SMEpost

Silver lining: Infosys founders’ accelerator doubles start-up intake

Amidst the gloom in India’s startup ecosystem over a funding crunch, here’s a silver lining: Bangalore’s Axilor has announced a doubling of the intake of startups for its accelerator program.

Axilor was launched in November 2014 by Infosys founders Kris Gopalakrishnan and S D Shibulal along with Srinath Batni and Ganapathy Venugopal, who held senior positions at the Indian IT giant, and Harvard Business School professor Tarun Khanna. So far, 30 startups have gone through its accelerator program. Now, the fifth batch for which applications are open till February 23, doubles the size of the cohort to 20.

“A fast-growing base of online consumers, an enabling public digital infrastructure, growing pool of founders with prior startup experience, and increase in early-stage seed capital are creating conditions for the second wave of startups in India,” says Kris Gopalakrishnan, Axilor Ventures Chairman. This is a vote of confidence in the startup ecosystem from the first generation of tech entrepreneurs in Bangalore, who created an IT services industry that accounts for a tenth of India’s GDP today.
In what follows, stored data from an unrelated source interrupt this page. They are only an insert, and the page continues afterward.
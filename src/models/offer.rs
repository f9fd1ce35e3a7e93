//! Offer records and the intermediate extraction types that feed them.

use chrono::{DateTime, Utc};
use serde::{Deserialize, Serialize};

use super::MarketplaceId;

/// One seller row lifted from an aggregator listing page.
///
/// Ephemeral - scoped to a single aggregator fetch. `seller_nickname`
/// disambiguates multiple storefronts under one marketplace name and is
/// empty when it would just repeat the vendor name.
#[derive(Debug, Clone, PartialEq)]
pub struct RawSellerEntry {
    pub vendor_name: String,
    pub seller_nickname: String,
    /// Currency-normalized positive price.
    pub price: f64,
    /// Absolute outbound link on the aggregator.
    pub outbound_link: String,
}

/// A single customer review collected from a marketplace page.
#[derive(Debug, Clone, PartialEq, Serialize, Deserialize)]
pub struct ReviewEntry {
    pub text: String,
    /// Star rating, 1-5, when the star state could be determined.
    pub rating: Option<u8>,
    pub date: Option<String>,
}

/// Facts extracted from one marketplace product page.
///
/// Every field is independently best-effort; a page that only yields a
/// review count is a valid extraction.
#[derive(Debug, Clone, Default, PartialEq, Serialize, Deserialize)]
pub struct MarketplaceDetail {
    /// Aggregate product rating, 1.0-5.0.
    pub rating: Option<f64>,
    pub review_count: Option<u32>,
    pub reviews: Vec<ReviewEntry>,
    /// 4-5 star review bucket count (marketplace-specific).
    pub high_rating_count: Option<u32>,
    /// 1-2 star review bucket count (marketplace-specific).
    pub low_rating_count: Option<u32>,
}

impl MarketplaceDetail {
    /// True when nothing at all could be extracted.
    pub fn is_empty(&self) -> bool {
        self.rating.is_none()
            && self.review_count.is_none()
            && self.reviews.is_empty()
            && self.high_rating_count.is_none()
            && self.low_rating_count.is_none()
    }
}

/// Natural key identifying an offer for reconciliation.
#[derive(Debug, Clone, PartialEq, Eq, Hash)]
pub struct OfferKey {
    pub product_id: String,
    pub site: MarketplaceId,
    pub vendor_name: String,
    /// Normalized: empty string when the seller has no distinct nickname.
    pub seller_nickname: String,
}

/// The reconciled fact record persisted by the pipeline.
#[derive(Debug, Clone, Serialize, Deserialize)]
pub struct Offer {
    pub product_id: String,
    pub product_name: String,
    pub category: Option<String>,
    pub site: MarketplaceId,
    pub vendor_name: String,
    pub seller_nickname: String,
    pub price: f64,
    /// The aggregator outbound link this offer was resolved from.
    pub source_url: String,
    pub rating: Option<f64>,
    pub review_count: Option<u32>,
    pub high_rating_count: Option<u32>,
    pub low_rating_count: Option<u32>,
    pub reviews: Vec<ReviewEntry>,
    pub scrape_ts: DateTime<Utc>,
}

impl Offer {
    /// Assemble an offer from the per-task extraction outputs.
    pub fn from_extraction(
        product_id: &str,
        product_name: &str,
        category: Option<&str>,
        site: MarketplaceId,
        entry: &RawSellerEntry,
        detail: MarketplaceDetail,
    ) -> Self {
        Self {
            product_id: product_id.to_string(),
            product_name: product_name.to_string(),
            category: category.map(|s| s.to_string()),
            site,
            vendor_name: entry.vendor_name.clone(),
            seller_nickname: entry.seller_nickname.clone(),
            price: entry.price,
            source_url: entry.outbound_link.clone(),
            rating: detail.rating,
            review_count: detail.review_count,
            high_rating_count: detail.high_rating_count,
            low_rating_count: detail.low_rating_count,
            reviews: detail.reviews,
            scrape_ts: Utc::now(),
        }
    }

    pub fn key(&self) -> OfferKey {
        OfferKey {
            product_id: self.product_id.clone(),
            site: self.site,
            vendor_name: self.vendor_name.clone(),
            seller_nickname: self.seller_nickname.clone(),
        }
    }
}

#[cfg(test)]
mod tests {
    use super::*;

    fn entry(vendor: &str, nickname: &str) -> RawSellerEntry {
        RawSellerEntry {
            vendor_name: vendor.to_string(),
            seller_nickname: nickname.to_string(),
            price: 199.90,
            outbound_link: "https://www.akakce.com/r/1".to_string(),
        }
    }

    #[test]
    fn nickname_distinguishes_keys() {
        let a = Offer::from_extraction(
            "p1",
            "Product",
            None,
            MarketplaceId::Pazarama,
            &entry("Pazarama", "ABC Store"),
            MarketplaceDetail::default(),
        );
        let b = Offer::from_extraction(
            "p1",
            "Product",
            None,
            MarketplaceId::Pazarama,
            &entry("Pazarama", "XYZ Store"),
            MarketplaceDetail::default(),
        );
        assert_ne!(a.key(), b.key());
    }

    #[test]
    fn empty_detail_is_detected() {
        assert!(MarketplaceDetail::default().is_empty());
        let detail = MarketplaceDetail {
            review_count: Some(12),
            ..Default::default()
        };
        assert!(!detail.is_empty());
    }
}
//! Chat text-generation boundary.
//!
//! The pipeline treats answer generation as an opaque service: it gets a
//! product context, a question and the running history, and returns a
//! string. A deterministic rule-based responder is always available and
//! serves as the fallback whenever the remote service is unconfigured or
//! fails.

mod rules;

use async_trait::async_trait;
use reqwest::Client;
use serde::{Deserialize, Serialize};
use tracing::{debug, warn};

use crate::analytics::ProductContext;
use crate::config::ChatSettings;

pub use rules::RuleBasedResponder;

/// One message of the running conversation.
#[derive(Debug, Clone, Serialize, Deserialize)]
pub struct ChatMessage {
    pub role: String,
    pub content: String,
}

/// Opaque text generation over a product context.
#[async_trait]
pub trait TextGenerator: Send + Sync {
    async fn generate(
        &self,
        context: &ProductContext,
        question: &str,
        history: &[ChatMessage],
    ) -> anyhow::Result<String>;
}

/// Pick the configured generator: remote HTTP service when an endpoint
/// and key are present, the rule-based responder otherwise.
pub fn generator_from_settings(settings: &ChatSettings) -> Box<dyn TextGenerator> {
    match (&settings.api_url, &settings.api_key) {
        (Some(url), Some(key)) if !url.is_empty() && !key.is_empty() => {
            Box::new(HttpTextGenerator::new(url.clone(), key.clone()))
        }
        _ => Box::new(RuleBasedResponder),
    }
}

/// Remote generateContent-style REST endpoint.
pub struct HttpTextGenerator {
    client: Client,
    api_url: String,
    api_key: String,
}

#[derive(Debug, Serialize)]
struct GenerateRequest {
    contents: Vec<Content>,
}

#[derive(Debug, Serialize)]
struct Content {
    parts: Vec<Part>,
}

#[derive(Debug, Serialize)]
struct Part {
    text: String,
}

#[derive(Debug, Deserialize)]
struct GenerateResponse {
    #[serde(default)]
    candidates: Vec<Candidate>,
}

#[derive(Debug, Deserialize)]
struct Candidate {
    content: CandidateContent,
}

#[derive(Debug, Deserialize)]
struct CandidateContent {
    #[serde(default)]
    parts: Vec<CandidatePart>,
}

#[derive(Debug, Deserialize)]
struct CandidatePart {
    #[serde(default)]
    text: String,
}

impl HttpTextGenerator {
    pub fn new(api_url: String, api_key: String) -> Self {
        let client = Client::builder()
            .timeout(std::time::Duration::from_secs(60))
            .build()
            .unwrap_or_default();
        Self {
            client,
            api_url,
            api_key,
        }
    }
}

#[async_trait]
impl TextGenerator for HttpTextGenerator {
    async fn generate(
        &self,
        context: &ProductContext,
        question: &str,
        history: &[ChatMessage],
    ) -> anyhow::Result<String> {
        let prompt = build_prompt(context, question, history);
        debug!("Sending {} prompt chars to text service", prompt.len());

        let request = GenerateRequest {
            contents: vec![Content {
                parts: vec![Part { text: prompt }],
            }],
        };

        let response = self
            .client
            .post(&self.api_url)
            .query(&[("key", self.api_key.as_str())])
            .json(&request)
            .send()
            .await?
            .error_for_status()?;

        let body: GenerateResponse = response.json().await?;
        let answer = body
            .candidates
            .into_iter()
            .next()
            .and_then(|c| c.content.parts.into_iter().next())
            .map(|p| p.text.trim().to_string())
            .filter(|t| !t.is_empty());

        match answer {
            Some(text) => Ok(text),
            None => {
                warn!("Text service returned no candidates");
                anyhow::bail!("empty response from text service")
            }
        }
    }
}

/// Assemble the grounded prompt: product facts, price suggestion,
/// keyword analysis, the last ten history turns and the question.
pub(crate) fn build_prompt(
    context: &ProductContext,
    question: &str,
    history: &[ChatMessage],
) -> String {
    let mut prompt = String::from(
        "Sen bir e-ticaret ürün danışmanısın. Kullanıcıya ürün bilgilerine göre \
         yardımcı oluyorsun. Önceki konuşmayı dikkate al, bağlamı koru ve doğal \
         bir sohbet akışı sağla. Türkçe, samimi ve yardımcı ol.\n\nÜRÜN BİLGİLERİ:\n",
    );

    prompt.push_str(&format!(
        "- Ürün: {} ({})\n- En ucuz teklif: {} / {} - {} TL\n",
        context.product_name,
        context.product_id,
        context.cheapest.site,
        context.cheapest.seller_display(),
        context.cheapest.price,
    ));
    if let Some(best) = &context.best_rated {
        prompt.push_str(&format!(
            "- En yüksek puanlı: {} / {} - {} puan\n",
            best.site,
            best.seller_display(),
            best.rating.unwrap_or(0.0),
        ));
    }
    if let Some(suggestion) = &context.price_suggestion {
        prompt.push_str(&format!(
            "- Önerilen fiyat: {} TL (en düşük rakip: {} TL)\n",
            suggestion.suggested_price, suggestion.min_competitor_price,
        ));
    }
    if let Some(analysis) = &context.keyword_analysis {
        let words: Vec<&str> = analysis
            .high_keywords
            .iter()
            .take(5)
            .map(|k| k.word.as_str())
            .collect();
        prompt.push_str(&format!(
            "- Yorum analizi: {} yüksek puanlı, {} düşük puanlı yorum; öne çıkan kelimeler: {}\n",
            analysis.high_review_count,
            analysis.low_review_count,
            words.join(", "),
        ));
    }

    if !history.is_empty() {
        prompt.push_str("\nÖnceki Konuşma Geçmişi:\n");
        for message in history.iter().rev().take(10).rev() {
            let speaker = if message.role == "user" {
                "Kullanıcı"
            } else {
                "Danışman"
            };
            prompt.push_str(&format!("{}: {}\n", speaker, message.content));
        }
    }

    prompt.push_str(&format!(
        "\nŞİMDİKİ SORU: {}\n\nSadece verilen ürün bilgilerine dayanarak cevap ver, varsayım yapma.",
        question
    ));
    prompt
}

#[cfg(test)]
mod tests {
    use super::*;
    use crate::analytics::OfferSummary;
    use crate::models::MarketplaceId;

    fn context() -> ProductContext {
        ProductContext {
            product_id: "p1".to_string(),
            product_name: "Güneş Kremi".to_string(),
            category: None,
            cheapest: OfferSummary {
                site: MarketplaceId::Hepsiburada,
                vendor_name: "Hepsiburada".to_string(),
                seller_nickname: None,
                price: 199.9,
                rating: Some(4.6),
                review_count: Some(1200),
            },
            best_rated: None,
            price_suggestion: None,
            offers: Vec::new(),
            keyword_analysis: None,
        }
    }

    #[test]
    fn prompt_contains_grounding_and_question() {
        let prompt = build_prompt(&context(), "En ucuzu nerede?", &[]);
        assert!(prompt.contains("Güneş Kremi"));
        assert!(prompt.contains("199.9"));
        assert!(prompt.contains("En ucuzu nerede?"));
    }

    #[test]
    fn prompt_keeps_only_the_recent_history() {
        let history: Vec<ChatMessage> = (0..15)
            .map(|i| ChatMessage {
                role: "user".to_string(),
                content: format!("mesaj {}", i),
            })
            .collect();
        let prompt = build_prompt(&context(), "soru", &history);
        assert!(!prompt.contains("mesaj 4"));
        assert!(prompt.contains("mesaj 5"));
        assert!(prompt.contains("mesaj 14"));
    }

    #[test]
    fn unconfigured_chat_uses_the_rule_based_responder() {
        let generator = generator_from_settings(&ChatSettings::default());
        // Just ensure the fallback path produces an answer
        let rt = tokio::runtime::Runtime::new().unwrap();
        let answer = rt
            .block_on(generator.generate(&context(), "fiyat nedir?", &[]))
            .unwrap();
        assert!(answer.contains("Hepsiburada"));
    }
}
//! HTTP request handlers for the JSON API.

use std::sync::Arc;

use axum::extract::{Path, State};
use axum::http::StatusCode;
use axum::Json;
use serde::{Deserialize, Serialize};
use serde_json::json;
use tracing::warn;

use super::AppState;
use crate::analytics::{
    competitor_analysis, price_suggestion, product_context, site_rating_summary, OfferSummary,
    PriceSuggestion, SiteRatingSummary,
};
use crate::llm::{ChatMessage, RuleBasedResponder, TextGenerator};

#[derive(Debug, Serialize)]
pub struct ProductListItem {
    pub product_id: String,
    pub product_name: String,
    pub category: Option<String>,
}

/// GET /api/products - every product with at least one offer.
pub async fn list_products(
    State(state): State<Arc<AppState>>,
) -> Result<Json<Vec<ProductListItem>>, StatusCode> {
    let rows = state.repo.product_summaries().map_err(|e| {
        warn!("Product listing failed: {}", e);
        StatusCode::INTERNAL_SERVER_ERROR
    })?;

    Ok(Json(
        rows.into_iter()
            .map(|(product_id, product_name, category)| ProductListItem {
                product_id,
                product_name,
                category,
            })
            .collect(),
    ))
}

#[derive(Debug, Serialize)]
pub struct ProductDetailResponse {
    pub product_id: String,
    pub product_name: String,
    pub offers: Vec<OfferSummary>,
    pub price_suggestion: Option<PriceSuggestion>,
    pub rating_summary: Vec<SiteRatingSummary>,
}

/// GET /api/products/{id} - latest offers and analytics for one product.
pub async fn product_detail(
    State(state): State<Arc<AppState>>,
    Path(product_id): Path<String>,
) -> Result<Json<ProductDetailResponse>, StatusCode> {
    let offers = state.repo.offers_for_product(&product_id).map_err(|e| {
        warn!("Offer lookup failed: {}", e);
        StatusCode::INTERNAL_SERVER_ERROR
    })?;

    if offers.is_empty() {
        return Err(StatusCode::NOT_FOUND);
    }

    let product_name = offers
        .last()
        .map(|o| o.product_name.clone())
        .unwrap_or_else(|| product_id.clone());
    let margin = state.settings.chat.price_margin_pct;

    Ok(Json(ProductDetailResponse {
        product_name,
        offers: competitor_analysis(&offers),
        price_suggestion: price_suggestion(&product_id, &offers, margin),
        rating_summary: site_rating_summary(&offers),
        product_id,
    }))
}

#[derive(Debug, Deserialize)]
pub struct ChatRequest {
    pub product_id: Option<String>,
    #[serde(default)]
    pub question: String,
    #[serde(default)]
    pub history: Vec<ChatMessage>,
}

/// POST /api/chat - grounded Q&A over one product's offers.
pub async fn chat(
    State(state): State<Arc<AppState>>,
    Json(request): Json<ChatRequest>,
) -> Result<Json<serde_json::Value>, (StatusCode, Json<serde_json::Value>)> {
    let Some(product_id) = request.product_id.filter(|id| !id.is_empty()) else {
        return Err((
            StatusCode::BAD_REQUEST,
            Json(json!({"error": "product_id alanı gerekli."})),
        ));
    };

    let offers = state.repo.offers_for_product(&product_id).map_err(|e| {
        warn!("Offer lookup failed: {}", e);
        (
            StatusCode::INTERNAL_SERVER_ERROR,
            Json(json!({"error": "store unavailable"})),
        )
    })?;

    let margin = state.settings.chat.price_margin_pct;
    let Some(context) = product_context(&product_id, &offers, margin) else {
        return Ok(Json(json!({
            "answer": "Bu ürün için henüz veri bulunamadı.",
            "cheapest": null,
            "best_rated": null,
            "fiyat_oneri": null,
        })));
    };

    // The configured generator answers; any failure degrades to the
    // deterministic responder instead of surfacing an error
    let answer = match state
        .generator
        .generate(&context, &request.question, &request.history)
        .await
    {
        Ok(answer) => answer,
        Err(e) => {
            warn!("Text service failed, using rule-based fallback: {}", e);
            RuleBasedResponder
                .generate(&context, &request.question, &request.history)
                .await
                .unwrap_or_else(|_| "Şu anda cevap üretilemiyor.".to_string())
        }
    };

    Ok(Json(json!({
        "answer": answer,
        "cheapest": context.cheapest,
        "best_rated": context.best_rated,
        "fiyat_oneri": context.price_suggestion,
    })))
}
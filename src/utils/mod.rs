//! Shared utility functions.

mod text;

pub use text::{clean_and_parse_price, digits_only, parse_decimal_comma, slugify_product_id};
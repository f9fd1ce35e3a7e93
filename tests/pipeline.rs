//! End-to-end reconciliation scenarios over fixture listing pages.
//!
//! These drive the extraction-to-store path without a browser: the
//! aggregator parser consumes rendered-DOM fixtures and the resulting
//! offers reconcile into a temporary SQLite store.

use pricewatch::models::{MarketplaceDetail, MarketplaceId, Offer};
use pricewatch::repository::{OfferRepository, ReconcileOutcome};
use pricewatch::scrape::aggregator::parse_listing;

const BASE: &str = "https://www.akakce.com";

fn seller_row(vendor: &str, nickname: &str, price: &str) -> String {
    format!(
        r#"<li>
          <a href="/c/?p={vendor}">
            <span class="v_v8"><img alt="{vendor}" src="v.png">{nickname}</span>
            <span class="pt_v8">{price}</span>
          </a>
        </li>"#
    )
}

fn listing_page(rows: &str) -> String {
    format!(
        r#"<html><body>
        <div class="pdt_v8"><h1>Missha Güneş Kremi 50ml</h1></div>
        <ul id="PL">{rows}</ul>
        </body></html>"#
    )
}

/// Reconcile every seller row of a listing that matches `site`, the way
/// a worker does after marketplace extraction.
fn reconcile_listing(
    repo: &OfferRepository,
    html: &str,
    product_id: &str,
    site: MarketplaceId,
) -> (usize, usize) {
    let listing = parse_listing(html, BASE, 10);
    let product_name = listing.product_name.unwrap_or_else(|| product_id.to_string());

    let mut written = 0;
    let mut skipped = 0;
    for entry in listing
        .sellers
        .iter()
        .filter(|e| site.matches_vendor(&e.vendor_name, &e.outbound_link))
    {
        let offer = Offer::from_extraction(
            product_id,
            &product_name,
            Some("Gunes Kremi"),
            site,
            entry,
            MarketplaceDetail::default(),
        );
        match repo.insert_once(&offer).unwrap() {
            ReconcileOutcome::Inserted => written += 1,
            ReconcileOutcome::SkippedDuplicate => skipped += 1,
        }
    }
    (written, skipped)
}

#[test]
fn duplicate_seller_rows_collapse_to_one_offer() {
    let dir = tempfile::tempdir().unwrap();
    let repo = OfferRepository::open(&dir.path().join("offers.db")).unwrap();

    // Three rows, one of them an exact duplicate of the first
    let html = listing_page(&format!(
        "{}{}{}",
        seller_row("Hepsiburada", "", "199,90 TL"),
        seller_row("N11 Mağaza", "ABC Store", "210,00 TL"),
        seller_row("Hepsiburada", "", "199,90 TL"),
    ));

    let (written, skipped) =
        reconcile_listing(&repo, &html, "missha_krem", MarketplaceId::Hepsiburada);
    assert_eq!(written, 1);
    assert_eq!(skipped, 1);

    let offers = repo.offers_for_product("missha_krem").unwrap();
    assert_eq!(offers.len(), 1);
    assert_eq!(offers[0].price, 199.90);
    assert_eq!(offers[0].site, MarketplaceId::Hepsiburada);
    assert_eq!(offers[0].product_name, "Missha Güneş Kremi 50ml");
}

#[test]
fn rerunning_an_unchanged_listing_reports_all_duplicate() {
    let dir = tempfile::tempdir().unwrap();
    let repo = OfferRepository::open(&dir.path().join("offers.db")).unwrap();

    let html = listing_page(&format!(
        "{}{}",
        seller_row("Trendyol", "", "149,50 TL"),
        seller_row("Trendyol", "TY Official", "151,00 TL"),
    ));

    let first = reconcile_listing(&repo, &html, "missha_krem", MarketplaceId::Trendyol);
    assert_eq!(first, (2, 0));

    let second = reconcile_listing(&repo, &html, "missha_krem", MarketplaceId::Trendyol);
    assert_eq!(second, (0, 2));

    assert_eq!(repo.offers_for_product("missha_krem").unwrap().len(), 2);
}

#[test]
fn same_vendor_different_nicknames_stay_distinct() {
    let dir = tempfile::tempdir().unwrap();
    let repo = OfferRepository::open(&dir.path().join("offers.db")).unwrap();

    let html = listing_page(&format!(
        "{}{}",
        seller_row("Pazarama", "ABC Store", "205,00 TL"),
        seller_row("Pazarama", "XYZ Store", "207,50 TL"),
    ));

    let (written, _) = reconcile_listing(&repo, &html, "missha_krem", MarketplaceId::Pazarama);
    assert_eq!(written, 2);

    let offers = repo.offers_for_product("missha_krem").unwrap();
    let nicknames: Vec<&str> = offers.iter().map(|o| o.seller_nickname.as_str()).collect();
    assert!(nicknames.contains(&"ABC Store"));
    assert!(nicknames.contains(&"XYZ Store"));
}

#[test]
fn offers_feed_the_analytics_context() {
    let dir = tempfile::tempdir().unwrap();
    let repo = OfferRepository::open(&dir.path().join("offers.db")).unwrap();

    let html = listing_page(&format!(
        "{}{}",
        seller_row("Hepsiburada", "", "199,90 TL"),
        seller_row("N11 Mağaza", "ABC Store", "210,00 TL"),
    ));
    reconcile_listing(&repo, &html, "missha_krem", MarketplaceId::Hepsiburada);
    reconcile_listing(&repo, &html, "missha_krem", MarketplaceId::N11);

    let offers = repo.offers_for_product("missha_krem").unwrap();
    let context = pricewatch::analytics::product_context("missha_krem", &offers, 5.0).unwrap();

    assert_eq!(context.cheapest.price, 199.90);
    assert_eq!(context.cheapest.site, MarketplaceId::Hepsiburada);
    let suggestion = context.price_suggestion.unwrap();
    assert_eq!(suggestion.min_competitor_price, 199.90);
    assert!((suggestion.suggested_price - 209.90).abs() < 0.01);
}
//! Redirect resolution from aggregator outbound links to marketplace pages.
//!
//! The aggregator's redirect mechanism is not a stable contract: links
//! sometimes carry the destination in an `f=` forwarding parameter
//! (embedded in the fragment or the query string), sometimes open a new
//! tab, and sometimes need a second hop. The resolver probes each
//! observed behavior in order instead of assuming one.

use std::time::Duration;

use tracing::{debug, info, warn};
use url::Url;

use super::ScrapeError;
use crate::browser::BrowserSession;
use crate::config::{AggregatorSettings, BrowserSettings, ScrapeSettings};
use crate::models::MarketplaceId;

/// Domain of the aggregator itself; redirects are complete once the
/// session has left it.
const AGGREGATOR_DOMAIN: &str = "akakce.com";

/// Decode the forwarding parameter and rebuild a direct redirect URL on
/// the aggregator's own domain. Links without one pass through unchanged.
pub fn build_redirect_url(link: &str, base_url: &str) -> String {
    let Ok(parsed) = Url::parse(link) else {
        return link.to_string();
    };

    let from_query = parsed
        .query_pairs()
        .find(|(k, _)| k == "f")
        .map(|(_, v)| v.into_owned());
    let from_fragment = parsed.fragment().and_then(|frag| {
        url::form_urlencoded::parse(frag.trim_start_matches('#').as_bytes())
            .find(|(k, _)| k == "f")
            .map(|(_, v)| v.into_owned())
    });

    match from_fragment.or(from_query) {
        Some(f_param) => {
            let decoded = urlencoding::decode(&f_param)
                .map(|s| s.into_owned())
                .unwrap_or(f_param);
            let base = base_url.trim_end_matches('/');
            if decoded.starts_with('/') {
                format!("{}{}", base, decoded)
            } else {
                format!("{}/{}", base, decoded)
            }
        }
        None => link.to_string(),
    }
}

/// True once the current URL satisfies the redirect goal.
pub fn redirect_complete(current_url: &str, target_domain: &str) -> bool {
    current_url.contains(target_domain) || !current_url.contains(AGGREGATOR_DOMAIN)
}

/// Follow an outbound link until the session lands on the marketplace.
///
/// Returns the live session positioned on the resolved page together with
/// the final URL, or `None` when the marketplace was never reached - a
/// recoverable condition for the caller (the seller row is skipped).
pub async fn resolve(
    outbound_link: &str,
    site: MarketplaceId,
    browser_settings: &BrowserSettings,
    aggregator: &AggregatorSettings,
    scrape: &ScrapeSettings,
) -> Result<Option<(BrowserSession, String)>, ScrapeError> {
    let start_url = build_redirect_url(outbound_link, &aggregator.base_url);
    let target_domain = site.domain();

    let mut session = BrowserSession::launch(browser_settings).await?;

    if let Err(e) = session.navigate(&start_url).await {
        warn!("Redirect navigation failed for {}: {}", start_url, e);
        session.close().await;
        return Ok(None);
    }

    // The aggregator sometimes opens the marketplace in a new tab
    if let Err(e) = session.focus_latest_page().await {
        debug!("Tab focus failed: {}", e);
    }

    // Wait, bounded, for the redirect chain to finish
    let deadline =
        tokio::time::Instant::now() + Duration::from_secs(scrape.redirect_timeout_secs);
    loop {
        let current = session.current_url().await.unwrap_or_default();
        if redirect_complete(&current, target_domain) {
            break;
        }
        if tokio::time::Instant::now() >= deadline {
            debug!("Redirect wait timed out at {}", current);
            break;
        }
        tokio::time::sleep(Duration::from_millis(500)).await;
    }
    session.settle(2000, 4000).await;

    let mut final_url = session.current_url().await.unwrap_or_default();

    // Still on the aggregator: look for a direct marketplace anchor as a
    // last resort
    if !final_url.contains(target_domain) && final_url.contains(AGGREGATOR_DOMAIN) {
        let anchor_sel = format!("a[href*='{}']", target_domain);
        if let Some(href) = session.find_href(&anchor_sel).await {
            info!("Found direct {} link on page, navigating", target_domain);
            if session.navigate(&href).await.is_ok() {
                let hop_deadline = tokio::time::Instant::now() + Duration::from_secs(20);
                loop {
                    final_url = session.current_url().await.unwrap_or_default();
                    if final_url.contains(target_domain)
                        || tokio::time::Instant::now() >= hop_deadline
                    {
                        break;
                    }
                    tokio::time::sleep(Duration::from_millis(500)).await;
                }
            }
        }
    }

    if !final_url.contains(target_domain) {
        warn!(
            "Redirect never reached {} (final URL: {})",
            target_domain, final_url
        );
        session.close().await;
        return Ok(None);
    }

    debug!("Resolved {} -> {}", outbound_link, final_url);
    Ok(Some((session, final_url)))
}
It comes at a time when the ecosystem’s hype cycle has hit a trough of disillusionment after the inflated expectations and funding of 2014 and 2015. Over 1,000 startups shut down last year, half of which were founded in India’s takeoff period of 2013 and 2014. Mostly, they ran out of runway as follow-on funding became scarce. Several were acqui-hired in distress sales.

The five-spice program

Axilor, whose mentors try to bring system and process to startups without shackling their nimbleness and agility, appears to have mostly come out unscathed in these worst of times. “Seventy percent of the startups from the last batch have successfully moved to their next stage – half of them have already secured funding, one has been acquired, and the others are in advanced stages of pilots,” says Ganapathy Venugopal a.k.a VG, Axilor CEO and co-founder.

The new batch will have 20 early stage startups in five spaces: artificial intelligence, fintech, healthtech, enterprise SaaS (software-as-a-service), and consumer internet.

AI is the buzz everywhere this year, with impressive advances in the technology thanks to computing power. But what VG is looking for are founders grounded in the mundane world of business. “The use cases need to be understood well. A company that we recently invested in, for example, uses visual algorithms for diagnostics and is able to deliver a five-fold improvement in throughput for pathologists and three-fold reduction in costs for the tests,” he explains to Tech in Asia.

Likewise, fintech is also a natural choice this year, given the moves to digitize the economy after demonetization. But while the recent focus has been on payments, VG hopes to see a broader range of innovations in this space. “Some of the new opportunities around security, blockchain, robo-advisory [automated portfolio management] products can be interesting. Or, for that matter, businesses which leverage Aadhaar [unique number as citizen ID] and IndiaStack [digital infrastructure] to create solutions addressing India-specific solutions can be disruptive.”

Enterprise SaaS is a space where India has a natural advantage, leveraging its tech talent at relatively lower price points to build solutions for global markets. Axilor’s take is that “it is important to have differentiated solutions and not just aim to win by playing a price advantage.”

Consumer internet businesses, on the other hand, have fallen from favor after the euphoria of 2014 and 2015. But VG believes the time is right for a second wave of startups to create sustainable businesses. “The demographics and smartphone penetration point towards a growing consumer base. However, the challenge will be to achieve meaningful growth without burning capital.”

In healthcare, India has deep problems, with large sections of the population lacking access, and Axilor has backed this space from the very outset keeping in mind its social impact as well as business opportunity. “It is a sector which is in the process of embracing technology, especially on early disease detection or use of technology to deliver medical care more efficiently,” points out VG.

Another space Axilor had backed early on was cleantech, recognizing its importance in a large, growing economy with huge unsolved problems from garbage to pollution. But it has put this on the backburner for now.

“Axilor was founded with two main objectives. One, to improve the odds of success of startups in their first 12 months. Second, promote entrepreneurship in areas like healthcare and cleantech where the problems are large but entrepreneurial interest is low,” explains VG. “Cleantech is still an area of interest. However, considering the long gestation cycles, the ability to showcase demonstrable success within 100 days is a tough call for startups. We feel the value of the program remains underserved in this case. Hence the shift.”

Apart from mentorship, Axilor also provides early funding support to startups that meet program goals and need it. One out of two startups in the last batch got the INR 2.5 million (US$37,275) earmarked for this. Startups with early customer traction get further funding support of up to INR 5 million (US$74,550) for scaling up after the 100-day accelerator program. Finally, those that demonstrate a market fit qualify for early-stage funding of US$100,000 to $500,000.